Here’s a short extract
The crisis goes deeper than his relations with young women. On 21 May 2009, Berlusconi described the Italian parliament as “useless”, saying that only 100 MPs were necessary to get the business done and contrasting legislators unfavourably with businessmen. In February 2009, a court ruled that he had bribed the British lawyer David Mills to provide false testimony, even as he himself is protected from prosecution by parliamentary-immunity legislation passed by his own government. Berlusconi has offered no explanation for this. The pattern here of an absence of any commitment to democratic accountability by the country’s elected leader has led La Repubblica - which has done an exemplary job in pursuing the truth of Berlusconi’s actions - to issue a further ten questions for him to answer (see “Le dieci domande mai poste al Cavaliere” [14 May 2009] and “Le dieci nuove domande al Cavaliere” [La Repubblica, 26 June 2009].

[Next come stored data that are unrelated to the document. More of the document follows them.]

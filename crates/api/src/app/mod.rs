//! HTTP API application wiring (Axum router + service wiring).
//!
//! - `routes/`: HTTP routes + handlers (one file per area)
//! - `dto.rs`: request/response DTOs and JSON mapping helpers
//! - `errors.rs`: consistent error responses

use std::sync::Arc;

use anyhow::Context;
use axum::{routing::get, Extension, Router};
use sqlx::postgres::PgPoolOptions;
use tower::ServiceBuilder;

use orgguard_auth::{Authenticator, ContextBuilder, DirectoryStore, IdentityVerifier, OrganizationService};
use orgguard_infra::{InMemoryDirectoryStore, PostgresDirectoryStore};

use crate::config::ApiConfig;
use crate::identity::JwtIdentityVerifier;
use crate::middleware;

pub mod dto;
pub mod errors;
pub mod routes;

/// Shared handles reachable from every handler through `Extension`.
pub struct Services {
    pub store: Arc<dyn DirectoryStore>,
    pub organizations: OrganizationService,
    pub tenant: middleware::TenantState,
}

/// Build the full HTTP router (public entrypoint used by `main.rs`).
pub async fn build_app(config: ApiConfig) -> anyhow::Result<Router> {
    let store: Arc<dyn DirectoryStore> = match &config.database_url {
        Some(url) => {
            let pool = PgPoolOptions::new()
                .max_connections(10)
                .connect(url)
                .await
                .context("failed to connect to postgres")?;
            let store = PostgresDirectoryStore::new(pool);
            store.migrate().await.context("failed to bootstrap directory schema")?;
            Arc::new(store)
        }
        None => Arc::new(InMemoryDirectoryStore::new()),
    };

    build_app_with_store(config, store, None)
}

/// Build the router over an existing store; `verifier` overrides the one derived from config.
pub fn build_app_with_store(
    config: ApiConfig,
    store: Arc<dyn DirectoryStore>,
    verifier: Option<Arc<dyn IdentityVerifier>>,
) -> anyhow::Result<Router> {
    let verifier = match verifier {
        Some(v) => v,
        None => Arc::new(JwtIdentityVerifier::from_config(&config.jwt).context("invalid JWT configuration")?),
    };

    let auth_state = middleware::AuthState {
        verifier,
        authenticator: Authenticator::new(Arc::clone(&store), config.authz.auto_provision_users),
    };
    let tenant_state = middleware::TenantState::new(&config.authz.tenant, ContextBuilder::new(Arc::clone(&store)));

    let services = Arc::new(Services {
        organizations: OrganizationService::new(Arc::clone(&store), &config.authz),
        tenant: tenant_state.clone(),
        store,
    });

    // Tenant-scoped routes: the context is built once per request, after authentication.
    let tenant_scoped = routes::tenant_router().route_layer(axum::middleware::from_fn_with_state(
        tenant_state,
        middleware::tenant_middleware,
    ));

    // Protected routes: require a verified, active principal.
    let protected = routes::router()
        .nest(&format!("/orgs/:{}", config.authz.tenant.path_param), tenant_scoped)
        .layer(Extension(services))
        .layer(axum::middleware::from_fn_with_state(
            auth_state,
            middleware::auth_middleware,
        ));

    Ok(Router::new()
        .route("/health", get(routes::system::health))
        .merge(protected)
        .layer(ServiceBuilder::new()))
}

At the same time, the government’s own attitudes to the media its does not control are problematic. Berlusconi has urged companies not to advertise in the weekly L’Espresso (a publication from the same media group as La Repubblica). His minister for culture and close ally Sandro Bondi has described La Repubblica as a “threat to democracy” - an extraordinary way to characterise the normal functioning of a newspaper in a free society. In addition, the director of the public broadcaster RAI - part of Berlusconi’s media empire - has declined to broadcast details of the claims against Berlusconi (something equivalent to the BBC refusing to cover the parliamentary-expenses scandal in Britain).